*** AVAILABLE DATA ***

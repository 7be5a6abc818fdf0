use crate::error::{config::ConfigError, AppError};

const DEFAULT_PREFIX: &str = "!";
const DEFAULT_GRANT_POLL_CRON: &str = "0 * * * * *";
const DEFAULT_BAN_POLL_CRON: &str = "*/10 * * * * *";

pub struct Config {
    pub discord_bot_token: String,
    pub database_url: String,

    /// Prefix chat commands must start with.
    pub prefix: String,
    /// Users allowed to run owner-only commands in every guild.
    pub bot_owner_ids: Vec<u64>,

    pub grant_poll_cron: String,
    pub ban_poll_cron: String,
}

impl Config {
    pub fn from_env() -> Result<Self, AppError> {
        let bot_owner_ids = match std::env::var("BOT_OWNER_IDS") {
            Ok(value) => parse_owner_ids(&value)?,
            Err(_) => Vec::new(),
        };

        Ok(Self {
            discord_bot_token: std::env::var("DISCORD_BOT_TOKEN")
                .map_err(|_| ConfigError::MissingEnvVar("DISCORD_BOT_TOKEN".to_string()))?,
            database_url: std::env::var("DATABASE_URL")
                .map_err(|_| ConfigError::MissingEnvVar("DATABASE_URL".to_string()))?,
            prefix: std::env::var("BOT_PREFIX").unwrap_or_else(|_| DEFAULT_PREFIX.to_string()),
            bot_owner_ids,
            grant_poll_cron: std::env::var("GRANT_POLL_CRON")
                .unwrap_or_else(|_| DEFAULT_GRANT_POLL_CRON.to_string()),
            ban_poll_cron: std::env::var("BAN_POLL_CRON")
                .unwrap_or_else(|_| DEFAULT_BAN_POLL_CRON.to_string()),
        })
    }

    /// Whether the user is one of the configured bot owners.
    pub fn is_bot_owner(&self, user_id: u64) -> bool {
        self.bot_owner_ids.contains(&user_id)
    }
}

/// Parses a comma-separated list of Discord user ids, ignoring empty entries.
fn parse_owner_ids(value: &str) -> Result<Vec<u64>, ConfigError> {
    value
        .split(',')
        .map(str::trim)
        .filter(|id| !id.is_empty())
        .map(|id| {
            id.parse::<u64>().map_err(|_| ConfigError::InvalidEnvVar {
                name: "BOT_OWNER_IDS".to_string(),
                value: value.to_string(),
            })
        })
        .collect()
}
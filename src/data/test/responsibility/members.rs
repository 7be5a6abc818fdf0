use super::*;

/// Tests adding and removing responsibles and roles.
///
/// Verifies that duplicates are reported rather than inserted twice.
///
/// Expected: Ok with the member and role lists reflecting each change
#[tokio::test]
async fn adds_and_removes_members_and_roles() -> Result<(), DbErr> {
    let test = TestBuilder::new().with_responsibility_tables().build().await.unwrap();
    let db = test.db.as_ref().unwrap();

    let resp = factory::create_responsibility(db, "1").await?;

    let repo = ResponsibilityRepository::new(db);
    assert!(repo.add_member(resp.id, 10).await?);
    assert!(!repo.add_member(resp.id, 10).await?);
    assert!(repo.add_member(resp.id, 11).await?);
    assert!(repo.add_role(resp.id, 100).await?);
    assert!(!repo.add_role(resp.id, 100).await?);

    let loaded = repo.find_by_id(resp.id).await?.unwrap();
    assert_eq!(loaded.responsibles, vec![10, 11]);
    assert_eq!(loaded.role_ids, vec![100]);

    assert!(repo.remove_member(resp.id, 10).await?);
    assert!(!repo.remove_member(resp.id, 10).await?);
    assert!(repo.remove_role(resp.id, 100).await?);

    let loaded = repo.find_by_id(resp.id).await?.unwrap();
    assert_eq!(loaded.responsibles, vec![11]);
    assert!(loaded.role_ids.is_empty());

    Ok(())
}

*** End of AVAILABLE DATA ***

EXERCISE BRIEF: Return each line of the material in which the string "const" can be found.

REPLY:
const DEFAULT_PREFIX: &str = "!";
const DEFAULT_GRANT_POLL_CRON: &str = "0 * * * * *";
const DEFAULT_BAN_POLL_CRON: &str = "*/10 * * * * *";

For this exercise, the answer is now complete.